Records from a data collection:
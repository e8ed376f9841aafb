// Grid order storage

use soroban_sdk::{contracttype, Env};

use crate::types::{GridLevel, GridOrder, GridOrderConfig};
use tideswap_order_core::{active_push, active_swap_remove, NextWake};

// ============================================================
// STORAGE KEYS
// ============================================================

#[contracttype]
pub enum GridDataKey {
    /// Scheduler configuration
    Config,
    /// Initialization flag
    Initialized,
    /// Monotonically increasing grid id counter
    OrderCounter,
    /// Grid record by id
    Order(u64),
    /// Level state by (grid_id, level_index)
    Level(u64, u32),
    /// Number of live entries in the active list
    ActiveCount,
    /// Active list slot by index
    ActiveSlot(u32),
    /// Persisted trigger state
    Trigger,
}

// ============================================================
// TTL CONFIGURATION
// ============================================================

/// Persistent storage lifetime in ledgers (~1 year at 5s/ledger)
const PERSISTENT_LIFETIME: u32 = 6_307_200;
const PERSISTENT_BUMP: u32 = 6_307_200;

fn extend_ttl(env: &Env, key: &GridDataKey) {
    env.storage()
        .persistent()
        .extend_ttl(key, PERSISTENT_LIFETIME, PERSISTENT_BUMP);
}

// ============================================================
// INITIALIZATION / CONFIG
// ============================================================

pub fn is_initialized(env: &Env) -> bool {
    env.storage().persistent().has(&GridDataKey::Initialized)
}

pub fn set_initialized(env: &Env) {
    env.storage()
        .persistent()
        .set(&GridDataKey::Initialized, &true);
    extend_ttl(env, &GridDataKey::Initialized);
}

pub fn write_config(env: &Env, config: &GridOrderConfig) {
    env.storage().persistent().set(&GridDataKey::Config, config);
    extend_ttl(env, &GridDataKey::Config);
}

pub fn read_config(env: &Env) -> Option<GridOrderConfig> {
    env.storage().persistent().get(&GridDataKey::Config)
}

// ============================================================
// ORDERS / LEVELS
// ============================================================

/// Allocate the next grid id, starting at 1
pub fn next_order_id(env: &Env) -> u64 {
    let id: u64 = env
        .storage()
        .persistent()
        .get(&GridDataKey::OrderCounter)
        .unwrap_or(0)
        + 1;
    env.storage()
        .persistent()
        .set(&GridDataKey::OrderCounter, &id);
    extend_ttl(env, &GridDataKey::OrderCounter);
    id
}

pub fn read_order_count(env: &Env) -> u64 {
    env.storage()
        .persistent()
        .get(&GridDataKey::OrderCounter)
        .unwrap_or(0)
}

pub fn read_order(env: &Env, id: u64) -> Option<GridOrder> {
    env.storage().persistent().get(&GridDataKey::Order(id))
}

pub fn write_order(env: &Env, order: &GridOrder) {
    let key = GridDataKey::Order(order.id);
    env.storage().persistent().set(&key, order);
    extend_ttl(env, &key);
}

pub fn read_level(env: &Env, grid_id: u64, index: u32) -> Option<GridLevel> {
    env.storage()
        .persistent()
        .get(&GridDataKey::Level(grid_id, index))
}

pub fn write_level(env: &Env, grid_id: u64, index: u32, level: &GridLevel) {
    let key = GridDataKey::Level(grid_id, index);
    env.storage().persistent().set(&key, level);
    extend_ttl(env, &key);
}

// ============================================================
// ACTIVE LIST
// ============================================================

pub fn read_active_count(env: &Env) -> u32 {
    env.storage()
        .persistent()
        .get(&GridDataKey::ActiveCount)
        .unwrap_or(0)
}

pub fn read_active_slot(env: &Env, index: u32) -> Option<u64> {
    env.storage()
        .persistent()
        .get(&GridDataKey::ActiveSlot(index))
}

/// Append a grid id to the active list, returning its index
pub fn active_list_push(env: &Env, id: u64) -> u32 {
    active_push(
        env,
        |e| read_active_count(e),
        |e, count| {
            e.storage()
                .persistent()
                .set(&GridDataKey::ActiveCount, &count);
            extend_ttl(e, &GridDataKey::ActiveCount);
        },
        |e, index, slot_id| {
            let key = GridDataKey::ActiveSlot(index);
            e.storage().persistent().set(&key, &slot_id);
            extend_ttl(e, &key);
        },
        id,
    )
}

/// Swap-remove the entry at `index`, returning the id moved into its place
pub fn active_list_swap_remove(env: &Env, index: u32) -> Option<u64> {
    active_swap_remove(
        env,
        |e| read_active_count(e),
        |e, count| {
            e.storage()
                .persistent()
                .set(&GridDataKey::ActiveCount, &count);
            extend_ttl(e, &GridDataKey::ActiveCount);
        },
        |e, idx| {
            e.storage()
                .persistent()
                .get(&GridDataKey::ActiveSlot(idx))
                .unwrap_or(0)
        },
        |e, idx, slot_id| {
            let key = GridDataKey::ActiveSlot(idx);
            e.storage().persistent().set(&key, &slot_id);
            extend_ttl(e, &key);
        },
        |e, idx| {
            e.storage()
                .persistent()
                .remove(&GridDataKey::ActiveSlot(idx));
        },
        index,
    )
}

/// Remove a grid id from the active list by value
pub fn active_list_remove_id(env: &Env, id: u64) {
    let count = read_active_count(env);
    for index in 0..count {
        if read_active_slot(env, index) == Some(id) {
            active_list_swap_remove(env, index);
            return;
        }
    }
}

// ============================================================
// TRIGGER STATE
// ============================================================

pub fn read_trigger(env: &Env) -> NextWake {
    env.storage()
        .persistent()
        .get(&GridDataKey::Trigger)
        .unwrap_or(NextWake::idle())
}

pub fn write_trigger(env: &Env, wake: &NextWake) {
    env.storage().persistent().set(&GridDataKey::Trigger, wake);
    extend_ttl(env, &GridDataKey::Trigger);
}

# Activity:
Output the records exactly, including every line.

# Solution to this exercise:
repository e8ed376f9841aafb
// Grid order storage

use soroban_sdk::{contracttype, Env};

use crate::types::{GridLevel, GridOrder, GridOrderConfig};
use tideswap_order_core::{active_push, active_swap_remove, NextWake};

// ============================================================
// STORAGE KEYS
// ============================================================

#[contracttype]
pub enum GridDataKey {
    /// Scheduler configuration
    Config,
    /// Initialization flag
    Initialized,
    /// Monotonically increasing grid id counter
    OrderCounter,
    /// Grid record by id
    Order(u64),
    /// Level state by (grid_id, level_index)
    Level(u64, u32),
    /// Number of live entries in the active list
    ActiveCount,
    /// Active list slot by index
    ActiveSlot(u32),
    /// Persisted trigger state
    Trigger,
}

// ============================================================
// TTL CONFIGURATION
// ============================================================

/// Persistent storage lifetime in ledgers (~1 year at 5s/ledger)
const PERSISTENT_LIFETIME: u32 = 6_307_200;
const PERSISTENT_BUMP: u32 = 6_307_200;

fn extend_ttl(env: &Env, key: &GridDataKey) {
    env.storage()
        .persistent()
        .extend_ttl(key, PERSISTENT_LIFETIME, PERSISTENT_BUMP);
}

// ============================================================
// INITIALIZATION / CONFIG
// ============================================================

pub fn is_initialized(env: &Env) -> bool {
    env.storage().persistent().has(&GridDataKey::Initialized)
}

pub fn set_initialized(env: &Env) {
    env.storage()
        .persistent()
        .set(&GridDataKey::Initialized, &true);
    extend_ttl(env, &GridDataKey::Initialized);
}

pub fn write_config(env: &Env, config: &GridOrderConfig) {
    env.storage().persistent().set(&GridDataKey::Config, config);
    extend_ttl(env, &GridDataKey::Config);
}

pub fn read_config(env: &Env) -> Option<GridOrderConfig> {
    env.storage().persistent().get(&GridDataKey::Config)
}

// ============================================================
// ORDERS / LEVELS
// ============================================================

/// Allocate the next grid id, starting at 1
pub fn next_order_id(env: &Env) -> u64 {
    let id: u64 = env
        .storage()
        .persistent()
        .get(&GridDataKey::OrderCounter)
        .unwrap_or(0)
        + 1;
    env.storage()
        .persistent()
        .set(&GridDataKey::OrderCounter, &id);
    extend_ttl(env, &GridDataKey::OrderCounter);
    id
}

pub fn read_order_count(env: &Env) -> u64 {
    env.storage()
        .persistent()
        .get(&GridDataKey::OrderCounter)
        .unwrap_or(0)
}

pub fn read_order(env: &Env, id: u64) -> Option<GridOrder> {
    env.storage().persistent().get(&GridDataKey::Order(id))
}

pub fn write_order(env: &Env, order: &GridOrder) {
    let key = GridDataKey::Order(order.id);
    env.storage().persistent().set(&key, order);
    extend_ttl(env, &key);
}

pub fn read_level(env: &Env, grid_id: u64, index: u32) -> Option<GridLevel> {
    env.storage()
        .persistent()
        .get(&GridDataKey::Level(grid_id, index))
}

pub fn write_level(env: &Env, grid_id: u64, index: u32, level: &GridLevel) {
    let key = GridDataKey::Level(grid_id, index);
    env.storage().persistent().set(&key, level);
    extend_ttl(env, &key);
}

// ============================================================
// ACTIVE LIST
// ============================================================

pub fn read_active_count(env: &Env) -> u32 {
    env.storage()
        .persistent()
        .get(&GridDataKey::ActiveCount)
        .unwrap_or(0)
}

pub fn read_active_slot(env: &Env, index: u32) -> Option<u64> {
    env.storage()
        .persistent()
        .get(&GridDataKey::ActiveSlot(index))
}

/// Append a grid id to the active list, returning its index
pub fn active_list_push(env: &Env, id: u64) -> u32 {
    active_push(
        env,
        |e| read_active_count(e),
        |e, count| {
            e.storage()
                .persistent()
                .set(&GridDataKey::ActiveCount, &count);
            extend_ttl(e, &GridDataKey::ActiveCount);
        },
        |e, index, slot_id| {
            let key = GridDataKey::ActiveSlot(index);
            e.storage().persistent().set(&key, &slot_id);
            extend_ttl(e, &key);
        },
        id,
    )
}

/// Swap-remove the entry at `index`, returning the id moved into its place
pub fn active_list_swap_remove(env: &Env, index: u32) -> Option<u64> {
    active_swap_remove(
        env,
        |e| read_active_count(e),
        |e, count| {
            e.storage()
                .persistent()
                .set(&GridDataKey::ActiveCount, &count);
            extend_ttl(e, &GridDataKey::ActiveCount);
        },
        |e, idx| {
            e.storage()
                .persistent()
                .get(&GridDataKey::ActiveSlot(idx))
                .unwrap_or(0)
        },
        |e, idx, slot_id| {
            let key = GridDataKey::ActiveSlot(idx);
            e.storage().persistent().set(&key, &slot_id);
            extend_ttl(e, &key);
        },
        |e, idx| {
            e.storage()
                .persistent()
                .remove(&GridDataKey::ActiveSlot(idx));
        },
        index,
    )
}

/// Remove a grid id from the active list by value
pub fn active_list_remove_id(env: &Env, id: u64) {
    let count = read_active_count(env);
    for index in 0..count {
        if read_active_slot(env, index) == Some(id) {
            active_list_swap_remove(env, index);
            return;
        }
    }
}

// ============================================================
// TRIGGER STATE
// ============================================================

pub fn read_trigger(env: &Env) -> NextWake {
    env.storage()
        .persistent()
        .get(&GridDataKey::Trigger)
        .unwrap_or(NextWake::idle())
}

pub fn write_trigger(env: &Env, wake: &NextWake) {
    env.storage().persistent().set(&GridDataKey::Trigger, wake);
    extend_ttl(env, &GridDataKey::Trigger);
}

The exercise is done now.